Every line of the data below that holds the string "SolanaInstruction" needs to be reported.

### Available records

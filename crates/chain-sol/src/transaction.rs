//! Unsigned Solana message decoding.
//!
//! ```text
//! Message:
//!   num_required_sigs     u8
//!   num_readonly_signed   u8
//!   num_readonly_unsigned u8
//!   num_accounts          compact-u16
//!   account_keys          32 bytes * num_accounts
//!   recent_blockhash      32 bytes
//!   num_instructions      compact-u16   (must be 1)
//!   instruction:
//!     program_id_index    u8            (must name the System Program)
//!     num_accounts        compact-u16
//!     account_indices     u8 * num_accounts
//!     data_len            compact-u16
//!     data                u8 * data_len (Transfer: u32 LE 2, u64 LE lamports)
//! ```

use wallet_utils::BoundedReader;

use crate::error::SolError;

// ---------------------------------------------------------------------------
// Solana System Program
// ---------------------------------------------------------------------------

/// The Solana System Program public key: 32 zero bytes.
/// Base58: `11111111111111111111111111111111`
pub const SYSTEM_PROGRAM_ID: [u8; 32] = [0u8; 32];

/// System Program `Transfer` instruction index (little-endian u32).
const SYSTEM_TRANSFER_IX_INDEX: u32 = 2;

/// Discriminant plus lamports.
const TRANSFER_DATA_LEN: usize = 12;

/// Versioned (v0+) messages set the top bit of the first header byte.
const VERSIONED_MESSAGE_PREFIX: u8 = 0x80;

const PUBKEY_LEN: usize = 32;

fn unsupported(reason: impl Into<String>) -> SolError {
    let reason = reason.into();
    #[cfg(feature = "log")]
    log::warn!("refusing solana transaction: {reason}");
    SolError::UnsupportedTransaction(reason)
}

// ---------------------------------------------------------------------------
// Data structures
// ---------------------------------------------------------------------------

#[derive(Debug, Clone, Copy, PartialEq, Eq)]
pub struct MessageHeader {
    pub num_required_signatures: u8,
    pub num_readonly_signed: u8,
    pub num_readonly_unsigned: u8,
}

/// The single compiled instruction, with views into the input buffer.
#[derive(Debug, Clone, Copy, PartialEq, Eq)]
pub struct SolanaInstruction<'a> {
    pub program_id_index: u8,
    pub account_indices: &'a [u8],
    pub data: &'a [u8],
}

/// A decoded System Program `Transfer`.
#[derive(Debug, Clone, Copy, PartialEq, Eq)]
pub struct SystemTransfer<'a> {
    pub funding_account: &'a [u8; 32],
    pub recipient_account: &'a [u8; 32],
    pub lamports: u64,
}

#[derive(Debug, Clone, PartialEq, Eq)]
pub struct SolanaUnsignedTxn<'a> {
    pub header: MessageHeader,
    account_keys: &'a [u8],
    pub recent_blockhash: &'a [u8; 32],
    pub instruction: SolanaInstruction<'a>,
    pub transfer: SystemTransfer<'a>,
    encoded: &'a [u8],
}

// ---------------------------------------------------------------------------
// Decoding
// ---------------------------------------------------------------------------

impl<'a> SolanaUnsignedTxn<'a> {
    /// Decodes a complete unsigned message; trailing bytes are rejected.
    pub fn decode(bytes: &'a [u8]) -> Result<Self, SolError> {
        let mut reader = BoundedReader::new(bytes);

        let header = MessageHeader {
            num_required_signatures: reader.read_u8()?,
            num_readonly_signed: reader.read_u8()?,
            num_readonly_unsigned: reader.read_u8()?,
        };
        if header.num_required_signatures & VERSIONED_MESSAGE_PREFIX != 0 {
            return Err(unsupported("versioned message"));
        }
        if header.num_required_signatures == 0 {
            return Err(unsupported("no required signatures"));
        }

        let account_count = usize::from(reader.read_compact_u16()?);
        let account_keys = reader.read(account_count * PUBKEY_LEN)?;
        if account_count < usize::from(header.num_required_signatures) {
            return Err(unsupported("fewer accounts than required signatures"));
        }

        let recent_blockhash = reader.read_array_ref::<32>()?;

        let instruction_count = reader.read_compact_u16()?;
        if instruction_count != 1 {
            return Err(unsupported(format!("{instruction_count} instructions")));
        }

        let program_id_index = reader.read_u8()?;
        let program_id = account_at(account_keys, program_id_index)?;
        if *program_id != SYSTEM_PROGRAM_ID {
            return Err(unsupported("program is not the system program"));
        }

        let index_count = usize::from(reader.read_compact_u16()?);
        let account_indices = reader.read(index_count)?;
        let data_len = usize::from(reader.read_compact_u16()?);
        let data = reader.read(data_len)?;

        if reader.remaining() != 0 {
            return Err(unsupported(format!(
                "{} trailing bytes after message",
                reader.remaining()
            )));
        }

        let instruction = SolanaInstruction {
            program_id_index,
            account_indices,
            data,
        };
        let transfer = decode_system_transfer(account_keys, &header, &instruction)?;

        Ok(Self {
            header,
            account_keys,
            recent_blockhash,
            instruction,
            transfer,
            encoded: bytes,
        })
    }

    /// The message bytes that get signed.
    pub fn encoded(&self) -> &'a [u8] {
        self.encoded
    }

    pub fn account_count(&self) -> usize {
        self.account_keys.len() / PUBKEY_LEN
    }

    pub fn account(&self, index: u8) -> Option<&'a [u8; 32]> {
        account_at(self.account_keys, index).ok()
    }
}

fn account_at(account_keys: &[u8], index: u8) -> Result<&[u8; 32], SolError> {
    let start = usize::from(index) * PUBKEY_LEN;
    account_keys
        .get(start..start + PUBKEY_LEN)
        .and_then(|key| key.try_into().ok())
        .ok_or(SolError::InvalidAccountIndex {
            index,
            count: account_keys.len() / PUBKEY_LEN,
        })
}

/// Interprets the instruction as a System Program `Transfer`.
///
/// Accounts are resolved through the instruction's own index list: the
/// first entry funds the transfer and must be a signer, the second receives.
fn decode_system_transfer<'a>(
    account_keys: &'a [u8],
    header: &MessageHeader,
    instruction: &SolanaInstruction<'a>,
) -> Result<SystemTransfer<'a>, SolError> {
    if instruction.data.len() != TRANSFER_DATA_LEN {
        return Err(unsupported(format!(
            "system instruction data of {} bytes",
            instruction.data.len()
        )));
    }
    let mut data = BoundedReader::new(instruction.data);
    let discriminant = u32::from_le_bytes(data.read_array()?);
    if discriminant != SYSTEM_TRANSFER_IX_INDEX {
        return Err(unsupported(format!("system instruction {discriminant}")));
    }
    let lamports = data.read_u64_le()?;

    let &[funding_index, recipient_index] = instruction.account_indices else {
        return Err(unsupported(format!(
            "transfer with {} accounts",
            instruction.account_indices.len()
        )));
    };
    let funding_account = account_at(account_keys, funding_index)?;
    let recipient_account = account_at(account_keys, recipient_index)?;
    if funding_index >= header.num_required_signatures {
        return Err(unsupported("funding account is not a signer"));
    }

    Ok(SystemTransfer {
        funding_account,
        recipient_account,
        lamports,
    })
}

######

▶ **Finished task**
pub struct SolanaInstruction<'a> {
    pub instruction: SolanaInstruction<'a>,
        let instruction = SolanaInstruction {
    instruction: &SolanaInstruction<'a>,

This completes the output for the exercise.